Une chose m’avait frappé pendant la traversée : c’est qu’à mesure que nous approchions du terme de notre voyage, les doutes augmentaient au sujet de la Californie. Ainsi, à Valparaiso, on avait bien constaté et on admettait le fait de l’existence des mines d’or ; mais on se figurait assez généralement que le pays était malsain, qu’il n’y existait ni lois ni gouvernement, et qu’il arrivait presque toujours qu’on payât de sa vie d’assez médiocres résultats. À Taïti, point séparé de San-Francisco par quarante jours de mer seulement, aux îles Sandwich, point encore plus voisin, on rencontrait les mêmes doutes, les mêmes défiances, la même curiosité. Tout le monde était sur le qui-vive dès qu’il arrivait un navire de l’Eldorado, tout le monde était avide de renseignemens nouveaux, et cependant personne ne pouvait se faire une idée nette du véritable état des choses.
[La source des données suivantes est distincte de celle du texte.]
impl<K: Ord + Clone, V> FriendlySplayMap<K, V> {
    /// Weakly-consistent cursor over the live mappings in key order.
    pub fn iter(&self) -> FriendlyIter<'_, K, V> {
        FriendlyIter::new(&self.core)
    }

    // ========================================================================
    //  Splay machine
    // ========================================================================

    /// Probabilistically move `node` toward the root after an access at
    /// `depth`. Never blocks beyond the first two locks; gives up early
    /// on try-lock exhaustion.
    fn splay(&self, node: *mut Node<K, V>, depth: u64, guard: &LocalGuard<'_>) {
        let config = self.core.config();

        if rand::thread_rng().gen::<f64>() >= self.rotate_prob(0) {
            return;
        }

        let total = self.core.stats().bump_splay_ops() * u64::from(config.thread_num);
        // SAFETY: node was found by this operation's descent under guard.
        let node_count = unsafe { &*node }.bump_counter();

        #[expect(clippy::cast_precision_loss, reason = "heuristic gate only")]
        let m = ((total as f64) / (node_count as f64)).ln().floor();

        #[expect(clippy::cast_precision_loss, reason = "heuristic gate only")]
        if (depth as f64) <= config.k1 * m || depth < config.max_depth {
            return;
        }

        // SAFETY: As above.
        let n = unsafe { &*node };
        n.lock();
        if n.is_removed() || node == self.core.holder() {
            // SAFETY: Locked just above.
            unsafe { n.unlock() };
            return;
        }

        let mut conflicts: u64 = 0;
        let Some(mut parent) = self.core.try_lock_parent(node, &mut conflicts) else {
            // SAFETY: Locked above.
            unsafe { n.unlock() };
            return;
        };

        if self.splay_try_remove(node, guard) {
            // SAFETY: Both locked above.
            unsafe {
                n.unlock();
                (*parent).unlock();
            }
            return;
        }

        let mut depth = depth;
        #[expect(clippy::cast_precision_loss, reason = "heuristic gate only")]
        while parent != self.core.holder()
            && (depth as f64) > config.k2 * m
            && depth > config.max_depth + 1
        {
            let Some(gparent) = self.core.try_lock_parent(parent, &mut conflicts) else {
                break;
            };

            if self.splay_try_remove(parent, guard) {
                // SAFETY: Locked by try_lock_parent above.
                unsafe { (*gparent).unlock() };
                break;
            }

            if gparent == self.core.holder() {
                // zig
                self.splay_rotate(node, guard);
                // SAFETY: parent locked earlier in this walk.
                unsafe { (*parent).unlock() };
                parent = gparent;
                break;
            }

            let Some(ggparent) = self.core.try_lock_parent(gparent, &mut conflicts) else {
                // SAFETY: Locked by try_lock_parent above.
                unsafe { (*gparent).unlock() };
                break;
            };

            if self.splay_try_remove(gparent, guard) {
                // SAFETY: Both locked above.
                unsafe {
                    (*gparent).unlock();
                    (*ggparent).unlock();
                }
                break;
            }

            // SAFETY: parent and gparent locked earlier in this walk.
            let p = unsafe { &*parent };
            let g = unsafe { &*gparent };

            if (p.left() == node) == (g.left() == parent) {
                // zig-zig: raise the parent first, then the node.
                self.splay_rotate(parent, guard);
                self.splay_rotate(node, guard);
            } else {
                // zig-zag: two rotations at the node.
                self.splay_rotate(node, guard);
                self.splay_rotate(node, guard);
            }

            // SAFETY: Locked earlier in this walk.
            unsafe {
                p.unlock();
                g.unlock();
            }
            parent = ggparent;
            depth = depth.saturating_sub(2);
        }

        // SAFETY: node locked at entry; parent is the last ancestor
        // still locked.
        unsafe {
            n.unlock();
            (*parent).unlock();
        }
    }

    /// Opportunistically unlink `target` if it is an unlinkable
    /// tombstone. Caller holds `target`'s lock and its parent's lock.
    fn splay_try_remove(&self, target: *mut Node<K, V>, guard: &LocalGuard<'_>) -> bool {
        // SAFETY: Locked by the caller.
        let node = unsafe { &*target };
        if !node.is_removed()
            && node.value_ptr().is_null()
            && (node.left().is_null() || node.right().is_null())
        {
            return self.splay_remove_node(target, guard);
        }
        false
    }

    /// Splice a tombstone out. Both the node and its parent are locked.
    /// The unlinked node's child links are redirected to its former
    /// parent so readers paused on it keep making downward progress.
    fn splay_remove_node(&self, target: *mut Node<K, V>, guard: &LocalGuard<'_>) -> bool {
        // SAFETY: Locked by the caller.
        let node = unsafe { &*target };
        if !node.value_ptr().is_null() {
            return false;
        }

        let parent = node.parent();
        let left = node.left();
        let child = if left.is_null() {
            node.right()
        } else {
            if !node.right().is_null() {
                return false;
            }
            left
        };

        // SAFETY: The parent is locked by the caller.
        let p = unsafe { &*parent };
        if p.left() == target {
            p.set_left(child);
        } else {
            p.set_right(child);
        }
        if !child.is_null() {
            // SAFETY: child's old and new parents are locked.
            unsafe { &*child }.set_parent(parent);
        }

        node.set_left(parent);
        node.set_right(parent);
        node.mark_removed();

        let local = self.core.stats().local();
        local.real_nodes_deleted.fetch_add(1, STAT_ORD);
        local.struct_mods.fetch_add(1, STAT_ORD);
        trace_log!("splay path unlinked a tombstone");

        // SAFETY: Unreachable by new traversals; grace period covers the
        // rest.
        unsafe { guard.defer_retire(target, reclaim_node::<K, V>) };
        true
    }

    /// One rotation raising `node` one level. The node, its parent, and
    /// its grandparent are locked.
    fn splay_rotate(&self, node: *mut Node<K, V>, guard: &LocalGuard<'_>) {
        // SAFETY: Locked by the caller.
        let n = unsafe { &*node };
        let parent = n.parent();
        // SAFETY: Locked by the caller.
        let p = unsafe { &*parent };

        if p.left() == node {
            self.splay_right_rotate(parent, p.parent(), guard);
        } else {
            self.splay_left_rotate(parent, p.parent(), guard);
        }
    }

    /// Rotate the locked pivot `target` right under `parent`, splicing
    /// in a fresh replacement for the pivot.
    fn splay_right_rotate(
        &self,
        target: *mut Node<K, V>,
        parent: *mut Node<K, V>,
        guard: &LocalGuard<'_>,
    ) {
        // SAFETY: target, its left child, and parent are locked by the
        // splay walk.
        let node = unsafe { &*target };
        let nl = node.left();
        let left = unsafe { &*nl };
        let nlr = left.right();
        let nr = node.right();

        let fresh = Box::into_raw(Box::new(Node::rotated(
            node.clone_key(),
            0,
            locked_value_ptr(node),
            nlr,
            nr,
            nl,
        )));
        if !nr.is_null() {
            // SAFETY: nr's parent (target) is locked.
            unsafe { &*nr }.set_parent(fresh);
        }
        if !nlr.is_null() {
            // SAFETY: nlr's old parent (left) is locked.
            unsafe { &*nlr }.set_parent(fresh);
        }

        left.set_right(fresh);
        // SAFETY: parent is locked by the splay walk.
        let p = unsafe { &*parent };
        if p.left() == target {
            p.set_left(nl);
        } else {
            p.set_right(nl);
        }
        left.set_parent(parent);

        node.mark_removed();
        self.core.stats().local().struct_mods.fetch_add(1, STAT_ORD);

        // SAFETY: The pivot is unreachable by new traversals.
        unsafe { guard.defer_retire(target, reclaim_node::<K, V>) };
    }

    /// Mirror image of [`Self::splay_right_rotate`].
    fn splay_left_rotate(
        &self,
        target: *mut Node<K, V>,
        parent: *mut Node<K, V>,
        guard: &LocalGuard<'_>,
    ) {
        // SAFETY: target, its right child, and parent are locked by the
        // splay walk.
        let node = unsafe { &*target };
        let nr = node.right();
        let right = unsafe { &*nr };
        let nrl = right.left();
        let nl = node.left();

        let fresh = Box::into_raw(Box::new(Node::rotated(
            node.clone_key(),
            0,
            locked_value_ptr(node),
            nl,
            nrl,
            nr,
        )));
        if !nl.is_null() {
            // SAFETY: nl's parent (target) is locked.
            unsafe { &*nl }.set_parent(fresh);
        }
        if !nrl.is_null() {
            // SAFETY: nrl's old parent (right) is locked.
            unsafe { &*nrl }.set_parent(fresh);
        }

        right.set_left(fresh);
        // SAFETY: parent is locked by the splay walk.
        let p = unsafe { &*parent };
        if p.left() == target {
            p.set_left(nr);
        } else {
            p.set_right(nr);
        }
        right.set_parent(parent);

        node.mark_removed();
        self.core.stats().local().struct_mods.fetch_add(1, STAT_ORD);

        // SAFETY: The pivot is unreachable by new traversals.
        unsafe { guard.defer_retire(target, reclaim_node::<K, V>) };
    }
}
use crate::config::TreeConfig;
use crate::ordering::STAT_ORD;
use crate::stats::Stats;
use crate::tracing_helpers::trace_log;
use crate::value::{reclaim_value, value_clone_raw, value_from_raw, value_into_raw};

use node::{Node, locked_value_ptr};

// ============================================================================
//  Reclaimers
// ============================================================================

/// Free one retired node box. Children and the value slot are never
/// owned by a retired node, so only the box is released.
pub(crate) unsafe fn reclaim_node<K, V>(ptr: *mut Node<K, V>, _collector: &Collector) {
    // SAFETY: ptr came from Box::into_raw and seize ran the grace period.
    unsafe { drop(Box::from_raw(ptr)) };
}

/// Free a detached live subtree: every reachable node box plus the value
/// reference of every live slot.
pub(crate) unsafe fn reclaim_subtree<K, V>(root: *mut Node<K, V>, _collector: &Collector) {
    let mut stack: Vec<*mut Node<K, V>> = Vec::with_capacity(64);
    stack.push(root);

    while let Some(ptr) = stack.pop() {
        if ptr.is_null() {
            continue;
        }

        // SAFETY: The subtree was detached before retirement; its nodes
        // are live (never individually retired) and form a tree.
        let node = unsafe { &*ptr };
        stack.push(node.left());
        stack.push(node.right());

        let value = node.value_ptr();
        if !value.is_null() {
            // SAFETY: A live node owns its slot's strong reference.
            drop(unsafe { value_from_raw(value) });
        }

        // SAFETY: ptr came from Box::into_raw; nothing reaches it anymore.
        unsafe { drop(Box::from_raw(ptr)) };
    }
}

// ============================================================================
//  Shared engine
// ============================================================================

/// Location of a key found by a descent.
pub(crate) struct FoundAt<K, V> {
    pub node: *mut Node<K, V>,
    pub depth: u64,
}

/// Outcome of the shared put-if-absent engine.
pub(crate) enum PutOutcome<K, V> {
    /// A live mapping existed; the map is unchanged.
    Existing(Arc<V>),
    /// A fresh leaf was linked under `parent`.
    Inserted { parent: *mut Node<K, V> },
    /// A tombstone node for the key was revived in place.
    Revived,
}

/// State shared by both contention-friendly variants: root holder,
/// collector, configuration, and statistics.
pub(crate) struct TreeCore<K, V> {
    holder: *mut Node<K, V>,
    collector: Collector,
    config: TreeConfig,
    stats: Stats,
}

impl<K, V> TreeCore<K, V> {
    pub(crate) fn with_config(config: TreeConfig) -> Self {
        Self {
            holder: Box::into_raw(Box::new(Node::holder())),
            collector: Collector::new(),
            config,
            stats: Stats::new(),
        }
    }

    #[inline]
    pub(crate) fn holder(&self) -> *mut Node<K, V> {
        self.holder
    }

    #[inline]
    pub(crate) fn config(&self) -> &TreeConfig {
        &self.config
    }

    #[inline]
    pub(crate) fn stats(&self) -> &Stats {
        &self.stats
    }

    #[inline]
    pub(crate) fn guard(&self) -> LocalGuard<'_> {
        self.collector.enter()
    }

    fn finish_get(&self, traversed: u64) {
        let local = self.stats.local();
        local.get_count.fetch_add(1, STAT_ORD);
        local.nodes_traversed.fetch_add(traversed, STAT_ORD);
    }

    // ========================================================================
    //  Whole-tree operations
    // ========================================================================

    /// Count live keys. Weakly consistent.
    pub(crate) fn len_impl(&self) -> usize {
        let _guard = self.guard();
        let mut count = 0_usize;
        let mut stack: Vec<*mut Node<K, V>> = Vec::with_capacity(64);
        // SAFETY: holder is valid for the map's lifetime.
        stack.push(unsafe { &*self.holder }.left());

        while let Some(ptr) = stack.pop() {
            if ptr.is_null() {
                continue;
            }
            // SAFETY: Reachable node under the guard above.
            let node = unsafe { &*ptr };
            if !node.value_ptr().is_null() {
                count += 1;
            }
            stack.push(node.left());
            stack.push(node.right());
        }
        count
    }

    /// Longest root-to-leaf path. Weakly consistent; meant for
    /// quiescent shape inspection.
    pub(crate) fn depth_impl(&self) -> usize {
        let _guard = self.guard();
        let mut max_depth = 0_usize;
        let mut stack: Vec<(*mut Node<K, V>, usize)> = Vec::with_capacity(64);
        // SAFETY: holder is valid for the map's lifetime.
        stack.push((unsafe { &*self.holder }.left(), 0));

        while let Some((ptr, depth)) = stack.pop() {
            if ptr.is_null() {
                continue;
            }
            // SAFETY: Reachable node under the guard above.
            let node = unsafe { &*ptr };
            max_depth = max_depth.max(depth + 1);
            stack.push((node.left(), depth + 1));
            stack.push((node.right(), depth + 1));
        }
        max_depth
    }

    pub(crate) fn is_empty_impl(&self) -> bool {
        let _guard = self.guard();
        // SAFETY: holder is valid for the map's lifetime.
        let holder = unsafe { &*self.holder };
        holder.left().is_null() && holder.right().is_null()
    }

    /// Detach the whole tree and retire it. Must not race with writers.
    pub(crate) fn clear_impl(&self) {
        let guard = self.guard();
        // SAFETY: holder is valid for the map's lifetime.
        let holder = unsafe { &*self.holder };

        holder.lock();
        let old = holder.left();
        holder.set_left(StdPtr::null_mut());
        // SAFETY: Locked just above.
        unsafe { holder.unlock() };

        if !old.is_null() {
            // SAFETY: The subtree is detached; readers that entered before
            // the swap are covered by the grace period.
            unsafe { guard.defer_retire(old, reclaim_subtree::<K, V>) };
        }
    }
}
//! # cftree
//!
//! Concurrent ordered maps built as internal binary search trees with
//! fine-grained locking and relaxed-balance self-adjustment.
//!
//! Four variants share one abstract design - lock-free descents,
//! validate-then-lock mutations, logical deletion split from physical
//! unlink - and differ in how they keep the tree shallow:
//!
//! - [`FriendlyAvlMap`]: relaxed AVL, maintenance walks piggybacked on
//!   mutating threads, clone-on-rotate for reader safety.
//! - [`FriendlySplayMap`]: same node model, probabilistic splaying of
//!   accessed nodes with bounded try-lock budgets.
//! - [`OptimisticSplayMap`]: no read locks at all; per-node version
//!   words validated hand over hand, in-place rotations bracketed by
//!   grow/shrink marks.
//! - [`LogicalOrderingMap`]: presence defined by a doubly-linked key
//!   chain; the tree is only a search accelerator.
//!
//! ## Guarantees
//!
//! Each `get` / `put_if_absent` / `remove` is linearizable at a single
//! point (the value read, the value splice, or the tombstone write).
//! Size and iteration are weakly consistent. Rotations and unlinks are
//! invisible to callers beyond preserving search-tree order.
//!
//! ## Memory
//!
//! Readers hold no locks, so unlinked nodes cannot be freed eagerly.
//! Every map owns a [`seize`] collector; operations run under a guard
//! and retired nodes are reclaimed after the grace period.
//!
//! ## Example
//!
//! ```
//! use cftree::{ConcurrentMap, FriendlyAvlMap};
//!
//! let map: FriendlyAvlMap<u64, &str> = FriendlyAvlMap::new();
//! assert!(map.put_if_absent(1, "one").is_none());
//! assert_eq!(map.get(&1).as_deref(), Some(&"one"));
//! assert_eq!(map.remove(&1).as_deref(), Some(&"one"));
//! assert!(map.get(&1).is_none());
//! ```

pub mod config;
pub mod map;
pub mod stats;

mod friendly;
mod logical;
mod optimistic;
mod ordering;
mod tracing_helpers;
mod value;

pub use config::{ConfigError, TreeConfig};
pub use friendly::{FriendlyAvlMap, FriendlyIter, FriendlySplayMap};
pub use logical::{LogicalIter, LogicalOrderingMap};
pub use map::ConcurrentMap;
pub use optimistic::{OptimisticIter, OptimisticSplayMap};
pub use stats::{Stats, StatsSnapshot};
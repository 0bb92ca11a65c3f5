//! Concurrent stress tests: same-key contention, disjoint-range
//! accounting, and shared-range churn with post-quiescence invariant
//! sweeps.

mod common;

use std::sync::Arc;
use std::thread;

use cftree::{
    ConcurrentMap, FriendlyAvlMap, FriendlySplayMap, LogicalOrderingMap, OptimisticSplayMap,
};

/// Deterministic xorshift; each thread derives its own stream.
struct XorShift(u64);

impl XorShift {
    fn new(seed: u64) -> Self {
        Self(seed | 1)
    }

    fn next(&mut self) -> u64 {
        let mut x = self.0;
        x ^= x << 13;
        x ^= x >> 7;
        x ^= x << 17;
        self.0 = x;
        x
    }
}

macro_rules! stress_tests {
    ($name:ident, $map:ty) => {
        mod $name {
            use super::*;

            /// One inserter and one remover fighting over a single key.
            /// After quiescence the map must agree with itself.
            #[test]
            fn same_key_insert_remove_contention() {
                common::init_tracing();
                const ROUNDS: usize = 30_000;

                let map: Arc<$map> = Arc::new(<$map>::new());
                let key: i64 = 7;

                let inserter = {
                    let map = Arc::clone(&map);
                    thread::spawn(move || {
                        for i in 0..ROUNDS {
                            let _ = map.put_if_absent(key, i as i64);
                        }
                    })
                };
                let remover = {
                    let map = Arc::clone(&map);
                    thread::spawn(move || {
                        for _ in 0..ROUNDS {
                            let _ = map.remove(&key);
                        }
                    })
                };

                inserter.join().unwrap();
                remover.join().unwrap();

                let len = map.len();
                assert!(len <= 1, "len {len}");
                assert_eq!(map.get(&key).is_some(), len == 1);
            }

            /// Threads own disjoint key ranges; each knows exactly what
            /// it left behind, so the final state is fully checkable.
            #[test]
            fn disjoint_ranges_account_exactly() {
                const THREADS: usize = 8;
                const RANGE: i64 = 1_000;
                const OPS: usize = 20_000;

                let map: Arc<$map> = Arc::new(<$map>::new());

                let handles: Vec<_> = (0..THREADS)
                    .map(|t| {
                        let map = Arc::clone(&map);
                        thread::spawn(move || {
                            let base = t as i64 * RANGE;
                            let mut rng = XorShift::new(0xA5A5_0000 + t as u64);
                            let mut live = vec![false; RANGE as usize];

                            for _ in 0..OPS {
                                let offset = (rng.next() % RANGE as u64) as i64;
                                let key = base + offset;
                                match rng.next() % 4 {
                                    0 | 1 => {
                                        let was_absent =
                                            map.put_if_absent(key, key).is_none();
                                        assert_eq!(was_absent, !live[offset as usize]);
                                        live[offset as usize] = true;
                                    }
                                    2 => {
                                        let removed = map.remove(&key).is_some();
                                        assert_eq!(removed, live[offset as usize]);
                                        live[offset as usize] = false;
                                    }
                                    _ => {
                                        assert_eq!(
                                            map.get(&key).is_some(),
                                            live[offset as usize]
                                        );
                                    }
                                }
                            }
                            live.iter().filter(|&&l| l).count()
                        })
                    })
                    .collect();

                let expected: usize = handles.into_iter().map(|h| h.join().unwrap()).sum();
                assert_eq!(map.len(), expected);
                assert_eq!(map.iter().count(), expected);
            }

            /// All threads churn one small shared keyspace. Afterwards:
            /// ordered scan, no duplicates, no ghosts.
            #[test]
            fn shared_range_churn_keeps_invariants() {
                const THREADS: usize = 8;
                const KEYSPACE: u64 = 128;
                const OPS: usize = 30_000;

                let map: Arc<$map> = Arc::new(<$map>::new());

                let handles: Vec<_> = (0..THREADS)
                    .map(|t| {
                        let map = Arc::clone(&map);
                        thread::spawn(move || {
                            let mut rng = XorShift::new(0x5EED + t as u64);
                            for _ in 0..OPS {
                                let key = (rng.next() % KEYSPACE) as i64;
                                match rng.next() % 4 {
                                    0 | 1 => {
                                        let _ = map.get(&key);
                                    }
                                    2 => {
                                        let _ = map.put_if_absent(key, key);
                                    }
                                    _ => {
                                        let _ = map.remove(&key);
                                    }
                                }
                            }
                        })
                    })
                    .collect();
                for h in handles {
                    h.join().unwrap();
                }

                let keys: Vec<i64> = map.iter().map(|(k, _)| k).collect();
                assert!(keys.windows(2).all(|w| w[0] < w[1]), "scan out of order");
                for k in &keys {
                    assert_eq!(map.get(k).as_deref(), Some(k), "ghost key {k}");
                }
                assert_eq!(map.len(), keys.len());
            }

            /// Readers iterate while writers churn; the cursor must make
            /// progress and yield an ordered sequence every pass.
            #[test]
            fn iteration_during_churn_stays_ordered() {
                const WRITERS: usize = 4;
                const OPS: usize = 10_000;

                let map: Arc<$map> = Arc::new(<$map>::new());
                for i in 0..256 {
                    map.put_if_absent(i, i);
                }

                let writers: Vec<_> = (0..WRITERS)
                    .map(|t| {
                        let map = Arc::clone(&map);
                        thread::spawn(move || {
                            let mut rng = XorShift::new(0xC0FFEE + t as u64);
                            for _ in 0..OPS {
                                let key = (rng.next() % 256) as i64;
                                if rng.next() % 2 == 0 {
                                    let _ = map.put_if_absent(key, key);
                                } else {
                                    let _ = map.remove(&key);
                                }
                            }
                        })
                    })
                    .collect();

                for _ in 0..50 {
                    let keys: Vec<i64> = map.iter().map(|(k, _)| k).collect();
                    assert!(
                        keys.windows(2).all(|w| w[0] < w[1]),
                        "concurrent scan out of order"
                    );
                }

                for h in writers {
                    h.join().unwrap();
                }
            }
        }
    };
}

stress_tests!(friendly_avl, FriendlyAvlMap<i64, i64>);
stress_tests!(friendly_splay, FriendlySplayMap<i64, i64>);
stress_tests!(optimistic_splay, OptimisticSplayMap<i64, i64>);
stress_tests!(logical_ordering, LogicalOrderingMap<i64, i64>);

/// Mixed-variant smoke test with the default (production) splay
/// configuration, so the probabilistic gates run with their real
/// parameters under contention.
#[test]
fn default_config_mixed_workload_smoke() {
    const THREADS: usize = 8;
    const OPS: usize = 20_000;

    fn churn<M: ConcurrentMap<i64, i64> + Send + Sync + 'static>(map: M) -> Arc<M> {
        let map = Arc::new(map);
        for i in 0..10_000 {
            map.put_if_absent(i, i);
        }

        let handles: Vec<_> = (0..THREADS)
            .map(|t| {
                let map = Arc::clone(&map);
                thread::spawn(move || {
                    let mut rng = XorShift::new(0xFACE + t as u64);
                    for _ in 0..OPS {
                        let key = (rng.next() % 10_000) as i64;
                        match rng.next() % 4 {
                            0 | 1 => {
                                let _ = map.get(&key);
                            }
                            2 => {
                                let _ = map.put_if_absent(key, key);
                            }
                            _ => {
                                let _ = map.remove(&key);
                            }
                        }
                    }
                })
            })
            .collect();
        for h in handles {
            h.join().unwrap();
        }
        map
    }

    fn assert_sorted(keys: &[i64]) {
        assert!(keys.windows(2).all(|w| w[0] < w[1]));
    }

    let avl = churn(FriendlyAvlMap::<i64, i64>::new());
    assert_sorted(&avl.iter().map(|(k, _)| k).collect::<Vec<_>>());

    let splay = churn(FriendlySplayMap::<i64, i64>::new());
    assert_sorted(&splay.iter().map(|(k, _)| k).collect::<Vec<_>>());

    let optimistic = churn(OptimisticSplayMap::<i64, i64>::new());
    assert_sorted(&optimistic.iter().map(|(k, _)| k).collect::<Vec<_>>());

    let logical = churn(LogicalOrderingMap::<i64, i64>::new());
    assert_sorted(&logical.iter().map(|(k, _)| k).collect::<Vec<_>>());
}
Nous ne sommes plus qu’à trente lieues de la côte, et déjà on reconnaît, au nombre et à la diversité des pavillons qui se croisent autour de nous, le voisinage d’un grand centre d’affaires. À notre gauche se montre à l’horizon un trois-mâts français dont la longue traversée va se terminer en même temps que la nôtre ; voici, à droite, un bâtiment anglais de Shang-hae, avec toute une colonie de Chinois à son bord. Nous pouvons distinguer les fronts pâles à contours réguliers, les tailles ramassées de ces habitans du Céleste Empire, pendant qu’ils se pressent contre les bastingages pour nous voir passer et admirer les bouches béantes de notre belle frégate. Plus près de nous se dessinent plusieurs bâtimens chiliens, qui nous saluent en hissant leurs pavillons. Parmi les passagers dont les ponts sont couverts, nous remarquons plusieurs signoritas et nous entendons leur cri : Muy lindo, muy lindo, pendant que la Poursuivante passe majestueusement le long de leur bord. Hélas ! parmi les cœurs qui palpitent de joie et d’espérance là, devant nous, combien auront cessé de battre, tristes et désillusionnés, avant la fin de l’aventure dans laquelle ils vont s’engager !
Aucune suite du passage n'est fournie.